Asking for directions in English, in a foreign country, is always at least a little awkward. You don’t want to sound as if you assume the other person speaks English, when in fact you are assuming that they speak English. The result is that you start off speaking slowly in a slightly hesitant manner, anxiously looking for a sign of understanding. If such a sign presents itself, you go into regular speaking mode, using sign language to fill in the blanks. So in this manner I asked for directions to the train station and received a yawn in response. Then a puzzled look came over the woman’s face as I handed her my confirmation printout, pointing at the train portion of it. In the end the directions I received were “turn right and walk for five minutes”. A fifteen minute walk and I was at the train station.

After talking with three different people and waiting in three lines, I had my train ticket. Here is where I learned lesson number two, arriving early for trains is pointless. Unlike flights, trains, along with their track number (or letter), are only displayed a few minutes before departure. For those of us inexperienced with train travel this results in wandering the station, looking for a train that will be displayed long after your patience runs out. Knowing this, I ordered a coffee, and waited for my train to arrive.


On Planes

June 29, 2009

Light PlaneΒ© Eugen Sakhnenko 2009

Tomorrow I leave for London. I write this in a sea of possessions that my girlfriend and I are earnestly attempting to fit into out backpacks. I’ve spent about a week in France now. Half of that time was in the small southern town of Saint-Etienne, the other half was in Nice on the French Riviera, but I’m getting ahead of myself. The truth is I’ve never flown alone before, so lets start there.

I picked my plane seat when I booked my ticket, I wanted the window seat, that’s what I choose. Turns out when you sit in the first row after an emergency door you get a whole lot of plastic wall and about one-tenth of a window.
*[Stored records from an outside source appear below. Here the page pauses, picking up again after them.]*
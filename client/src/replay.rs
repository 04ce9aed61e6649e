//! Loading recorded sessions and reconstructing the scene at any time
//!
//! A [`ReplayReconstructor`] keeps one display object per entity id ever seen.
//! Scrubbing blends positions between the two keyframes around the cursor and
//! toggles objects active or inactive; objects are never destroyed, so an id
//! keeps its identity across the whole replay.

use log::{debug, warn};
use shared::interp::{blend_factor, lerp_point};
use shared::{Color, EntityView, Record, RecordingStorage, Shape, SimulationState, Snapshot};
use std::collections::{HashMap, HashSet};
use std::io;
use std::path::Path;

/// Size used for recorded entities that carry no usable width or height
pub const DEFAULT_OBJECT_SIZE: f32 = 30.0;

#[derive(Debug, Clone, Copy, PartialEq, Eq)]
pub struct RecordingHeader {
    pub version: u32,
    pub width: u32,
    pub height: u32,
}

#[derive(Debug, Clone, PartialEq)]
pub struct RecordedInput {
    pub t: f64,
    pub keys: Vec<i32>,
}

/// A parsed recording log
#[derive(Debug, Clone, Default)]
pub struct Recording {
    pub header: Option<RecordingHeader>,
    pub keyframes: Vec<Snapshot>,
    pub inputs: Vec<RecordedInput>,
    /// Lines that could not be parsed and were skipped
    pub skipped: usize,
}

impl Recording {
    pub fn parse<I, S>(lines: I) -> Self
    where
        I: IntoIterator<Item = S>,
        S: AsRef<str>,
    {
        let mut recording = Recording::default();

        for (number, line) in lines.into_iter().enumerate() {
            let line = line.as_ref().trim();
            if line.is_empty() {
                continue;
            }
            let record = match Record::parse(line) {
                Ok(record) => record,
                Err(e) => {
                    warn!("Skipping recording line {}: {}", number + 1, e);
                    recording.skipped += 1;
                    continue;
                }
            };

            match record {
                Record::Header { version, w, h } => {
                    recording.header = Some(RecordingHeader {
                        version,
                        width: w,
                        height: h,
                    });
                }
                Record::Input { t, keys } => recording.inputs.push(RecordedInput { t, keys }),
                frame @ (Record::Keyframe { .. } | Record::Broadcast { .. }) => {
                    match frame.into_snapshot() {
                        Ok(snapshot) => recording.keyframes.push(snapshot),
                        Err(e) => {
                            debug!("Skipping frame on line {}: {}", number + 1, e);
                            recording.skipped += 1;
                        }
                    }
                }
            }
        }

        recording
            .keyframes
            .sort_by(|a, b| a.timestamp.total_cmp(&b.timestamp));
        recording.inputs.sort_by(|a, b| a.t.total_cmp(&b.t));
        recording
    }

    pub fn load(storage: &dyn RecordingStorage, path: &Path) -> io::Result<Self> {
        let lines = storage.read_lines(path)?;
        let recording = Self::parse(lines);
        debug!(
            "Loaded {}: {} keyframes, {} inputs, {} skipped",
            path.display(),
            recording.keyframes.len(),
            recording.inputs.len(),
            recording.skipped
        );
        Ok(recording)
    }

    pub fn start_time(&self) -> f64 {
        self.keyframes.first().map(|k| k.timestamp).unwrap_or(0.0)
    }

    pub fn end_time(&self) -> f64 {
        self.keyframes.last().map(|k| k.timestamp).unwrap_or(0.0)
    }

    pub fn duration(&self) -> f64 {
        self.end_time() - self.start_time()
    }

    /// Input events with `from < t <= to`
    pub fn inputs_between(&self, from: f64, to: f64) -> impl Iterator<Item = &RecordedInput> {
        self.inputs.iter().filter(move |i| i.t > from && i.t <= to)
    }
}

/// One reconstructed display object
#[derive(Debug, Clone, PartialEq)]
pub struct ReplayObject {
    pub id: String,
    pub x: f32,
    pub y: f32,
    pub color: Color,
    pub shape: Shape,
    pub width: f32,
    pub height: f32,
    pub active: bool,
}

fn display_size(value: f32) -> f32 {
    if value > 0.0 {
        value.max(1.0)
    } else {
        DEFAULT_OBJECT_SIZE
    }
}

impl ReplayObject {
    fn from_view(view: &EntityView) -> Self {
        let mut object = Self {
            id: view.id.clone(),
            x: view.x,
            y: view.y,
            color: view.color,
            shape: view.shape,
            width: DEFAULT_OBJECT_SIZE,
            height: DEFAULT_OBJECT_SIZE,
            active: false,
        };
        object.apply_visuals(view);
        object
    }

    fn apply_visuals(&mut self, view: &EntityView) {
        self.color = view.color;
        self.shape = view.shape;
        self.width = display_size(view.width);
        self.height = display_size(view.height);
    }

    pub fn to_view(&self) -> EntityView {
        EntityView::new(self.id.clone(), self.x, self.y)
            .with_color(self.color)
            .with_shape(self.shape, self.width, self.height)
    }
}

pub struct ReplayReconstructor {
    recording: Recording,
    objects: HashMap<String, ReplayObject>,
    cursor: f64,
}

impl ReplayReconstructor {
    pub fn new(recording: Recording) -> Self {
        let cursor = recording.start_time();
        let mut replay = Self {
            recording,
            objects: HashMap::new(),
            cursor,
        };
        replay.scrub(cursor);
        replay
    }

    pub fn recording(&self) -> &Recording {
        &self.recording
    }

    pub fn cursor(&self) -> f64 {
        self.cursor
    }

    pub fn duration(&self) -> f64 {
        self.recording.duration()
    }

    pub fn is_finished(&self) -> bool {
        self.cursor >= self.recording.end_time()
    }

    /// Moves the cursor forward by `dt` seconds, stopping at the last keyframe
    pub fn advance(&mut self, dt: f64) {
        self.scrub(self.cursor + dt);
    }

    /// Rebuilds the scene at time `t`, clamped to the recorded range
    pub fn scrub(&mut self, t: f64) {
        let frames = &self.recording.keyframes;
        let (Some(first), Some(last)) = (frames.first(), frames.last()) else {
            self.cursor = 0.0;
            return;
        };

        let t = t.clamp(first.timestamp, last.timestamp);
        self.cursor = t;

        let (a, b) = frames
            .windows(2)
            .find(|pair| pair[0].timestamp <= t && t <= pair[1].timestamp)
            .map(|pair| (&pair[0], &pair[1]))
            .unwrap_or((first, last));
        let u = blend_factor(a.timestamp, b.timestamp, t);

        let later: HashMap<&str, &EntityView> =
            b.entities.iter().map(|e| (e.id.as_str(), e)).collect();
        let earlier: HashSet<&str> = a.entities.iter().map(|e| e.id.as_str()).collect();
        let mut present: HashSet<&str> = HashSet::new();

        for from in &a.entities {
            present.insert(from.id.as_str());
            let object = self
                .objects
                .entry(from.id.clone())
                .or_insert_with(|| ReplayObject::from_view(from));
            match later.get(from.id.as_str()) {
                Some(to) => {
                    let (x, y) = lerp_point((from.x, from.y), (to.x, to.y), u);
                    object.x = x;
                    object.y = y;
                    object.apply_visuals(to);
                }
                None => {
                    object.x = from.x;
                    object.y = from.y;
                    object.apply_visuals(from);
                }
            }
            object.active = true;
        }

        for to in b.entities.iter().filter(|e| !earlier.contains(e.id.as_str())) {
            present.insert(to.id.as_str());
            let object = self
                .objects
                .entry(to.id.clone())
                .or_insert_with(|| ReplayObject::from_view(to));
            object.x = to.x;
            object.y = to.y;
            object.apply_visuals(to);
            object.active = true;
        }

        for object in self.objects.values_mut() {
            if !present.contains(object.id.as_str()) {
                object.active = false;
            }
        }
    }

    /// Every object created so far, sorted by id
    pub fn objects(&self) -> Vec<&ReplayObject> {
        let mut objects: Vec<&ReplayObject> = self.objects.values().collect();
        objects.sort_by(|a, b| a.id.cmp(&b.id));
        objects
    }

    pub fn active_objects(&self) -> Vec<&ReplayObject> {
        self.objects().into_iter().filter(|o| o.active).collect()
    }

    pub fn object(&self, id: &str) -> Option<&ReplayObject> {
        self.objects.get(id)
    }

    /// The active objects as a snapshot at the cursor
    pub fn scene(&self) -> Snapshot {
        Snapshot::new(
            self.cursor,
            SimulationState::Playing,
            self.active_objects().iter().map(|o| o.to_view()).collect(),
        )
    }
}

#[cfg(test)]
mod tests {
    use super::*;
    use assert_approx_eq::assert_approx_eq;
    use shared::MemoryRecordingStorage;

    fn keyframe(t: f64, entities: &[(&str, f32, f32)]) -> String {
        let views: Vec<EntityView> = entities
            .iter()
            .map(|(id, x, y)| EntityView::new(*id, *x, *y))
            .collect();
        Record::keyframe(t, &views, 2).to_line().unwrap()
    }

    fn replay(lines: Vec<String>) -> ReplayReconstructor {
        ReplayReconstructor::new(Recording::parse(lines))
    }

    #[test]
    fn test_parse_full_recording() {
        let lines = vec![
            Record::header(800, 600).to_line().unwrap(),
            Record::input(0.05, &[32], 2).to_line().unwrap(),
            keyframe(0.1, &[("A", 1.0, 2.0)]),
            "{broken".to_string(),
            String::new(),
            keyframe(0.2, &[("A", 3.0, 4.0)]),
        ];
        let recording = Recording::parse(lines);

        assert_eq!(
            recording.header,
            Some(RecordingHeader {
                version: 1,
                width: 800,
                height: 600
            })
        );
        assert_eq!(recording.inputs.len(), 1);
        assert_eq!(recording.keyframes.len(), 2);
        assert_eq!(recording.skipped, 1);
        assert_approx_eq!(recording.duration(), 0.1, 1e-9);
    }

    #[test]
    fn test_keyframes_are_sorted() {
        let recording = Recording::parse(vec![
            keyframe(2.0, &[("A", 2.0, 0.0)]),
            keyframe(1.0, &[("A", 1.0, 0.0)]),
        ]);
        assert_eq!(recording.keyframes[0].timestamp, 1.0);
        assert_eq!(recording.keyframes[1].timestamp, 2.0);
    }

    #[test]
    fn test_load_from_storage() {
        let storage = MemoryRecordingStorage::new();
        storage
            .insert("rec.jsonl", vec![keyframe(0.0, &[("A", 0.0, 0.0)])])
            .unwrap();
        let recording = Recording::load(&storage, Path::new("rec.jsonl")).unwrap();
        assert_eq!(recording.keyframes.len(), 1);
        assert!(Recording::load(&storage, Path::new("missing.jsonl")).is_err());
    }

    #[test]
    fn test_inputs_between() {
        let recording = Recording::parse(vec![
            Record::input(0.1, &[1], 2).to_line().unwrap(),
            Record::input(0.2, &[2], 2).to_line().unwrap(),
            Record::input(0.3, &[3], 2).to_line().unwrap(),
        ]);
        let keys: Vec<i32> = recording
            .inputs_between(0.1, 0.3)
            .flat_map(|i| i.keys.clone())
            .collect();
        assert_eq!(keys, vec![2, 3]);
    }

    #[test]
    fn test_scrub_blends_positions() {
        let mut replay = replay(vec![
            keyframe(0.0, &[("A", 0.0, 0.0)]),
            keyframe(1.0, &[("A", 10.0, 20.0)]),
        ]);
        replay.scrub(0.25);
        let a = replay.object("A").unwrap();
        assert_approx_eq!(a.x, 2.5, 1e-5);
        assert_approx_eq!(a.y, 5.0, 1e-5);
        assert!(a.active);
    }

    #[test]
    fn test_identity_continuity_across_keyframes() {
        let mut replay = replay(vec![
            keyframe(0.0, &[("A", 0.0, 0.0)]),
            keyframe(1.0, &[("B", 5.0, 5.0)]),
        ]);

        replay.scrub(0.5);
        let a = replay.object("A").unwrap();
        let b = replay.object("B").unwrap();
        assert_eq!((a.x, a.y), (0.0, 0.0));
        assert_eq!((b.x, b.y), (5.0, 5.0));
        assert!(a.active && b.active);

        // Clamped to the last keyframe, which still brackets with the first
        replay.scrub(1.5);
        assert_eq!(replay.cursor(), 1.0);
        let a = replay.object("A").unwrap();
        let b = replay.object("B").unwrap();
        assert_eq!((a.x, a.y), (0.0, 0.0));
        assert_eq!((b.x, b.y), (5.0, 5.0));
        assert!(a.active && b.active);
        assert_eq!(replay.objects().len(), 2);
    }

    #[test]
    fn test_objects_outside_bracket_are_deactivated() {
        let mut replay = replay(vec![
            keyframe(0.0, &[("A", 0.0, 0.0)]),
            keyframe(1.0, &[("A", 1.0, 0.0)]),
            keyframe(2.0, &[("B", 0.0, 0.0)]),
            keyframe(3.0, &[("B", 1.0, 0.0)]),
        ]);

        replay.scrub(2.5);
        assert!(!replay.object("A").unwrap().active);
        assert!(replay.object("B").unwrap().active);
        assert_eq!(replay.active_objects().len(), 1);

        // Scrubbing back reuses the existing object for A
        replay.scrub(0.5);
        assert!(replay.object("A").unwrap().active);
        assert!(!replay.object("B").unwrap().active);
        assert_eq!(replay.objects().len(), 2);
    }

    #[test]
    fn test_single_keyframe() {
        let mut replay = replay(vec![keyframe(4.0, &[("A", 7.0, 8.0)])]);
        replay.scrub(0.0);
        assert_eq!(replay.cursor(), 4.0);
        let a = replay.object("A").unwrap();
        assert_eq!((a.x, a.y), (7.0, 8.0));
        assert!(replay.is_finished());
    }

    #[test]
    fn test_empty_recording() {
        let mut replay = replay(Vec::new());
        replay.scrub(3.0);
        replay.advance(1.0);
        assert!(replay.objects().is_empty());
        assert_eq!(replay.duration(), 0.0);
    }

    #[test]
    fn test_advance_stops_at_end() {
        let mut replay = replay(vec![
            keyframe(0.0, &[("A", 0.0, 0.0)]),
            keyframe(1.0, &[("A", 10.0, 0.0)]),
        ]);
        for _ in 0..30 {
            replay.advance(0.05);
        }
        assert_eq!(replay.cursor(), 1.0);
        assert!(replay.is_finished());
        assert_approx_eq!(replay.object("A").unwrap().x, 10.0, 1e-5);
    }

    #[test]
    fn test_visuals_come_from_later_keyframe() {
        let early = EntityView::new("A", 0.0, 0.0)
            .with_color(Color::new(1.0, 0.0, 0.0, 1.0))
            .with_shape(Shape::Circle, 0.0, -3.0);
        let late = EntityView::new("A", 4.0, 0.0)
            .with_color(Color::new(0.0, 1.0, 0.0, 1.0))
            .with_shape(Shape::Rectangle, 0.5, 44.0);
        let mut replay = replay(vec![
            Record::keyframe(0.0, &[early], 2).to_line().unwrap(),
            Record::keyframe(1.0, &[late], 2).to_line().unwrap(),
        ]);

        let a = replay.object("A").unwrap();
        // Created from the first keyframe, no usable size there
        assert_eq!(a.width, DEFAULT_OBJECT_SIZE);
        assert_eq!(a.height, DEFAULT_OBJECT_SIZE);

        replay.scrub(0.5);
        let a = replay.object("A").unwrap();
        assert_eq!(a.color, Color::new(0.0, 1.0, 0.0, 1.0));
        assert_eq!(a.shape, Shape::Rectangle);
        assert_eq!(a.width, 1.0);
        assert_eq!(a.height, 44.0);
    }

    #[test]
    fn test_scene_contains_active_objects() {
        let replay = replay(vec![keyframe(0.0, &[("A", 1.0, 1.0), ("B", 2.0, 2.0)])]);
        let scene = replay.scene();
        assert_eq!(scene.entities.len(), 2);
        assert_eq!(scene.entities[0].id, "A");
    }
}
That’s the first lesson I learned, you don’t choose the window seat, the window seat chooses you. I was glad to have nice people sitting next to me, a girl starting university and her mother.

They were headed for Romania and spent half the flight flipping through celebrity-tabloids deciding who was ugly and who was alright. We did end up talking quite a bit and even teamed up for a Sudoku puzzle. Who new the hours I spent doing Sudokus while working at a market research agency would be a useful social skill. The cool thing about flying Air France, they give you menus come meal time.

You only have two choices for the main course, but that’s twice as many as any other flight I’ve ever been on and thus a plus in my book. I ordered green-curry chicken, it was pretty great. I also had a Heineken which is extra tasty and refreshing thousands of feet in the air. The other great thing about this flight was that I got to see both sunrise and sunset, that pretty much sums it up.

This seems like a good place to stop, plus I have to go make some lunch.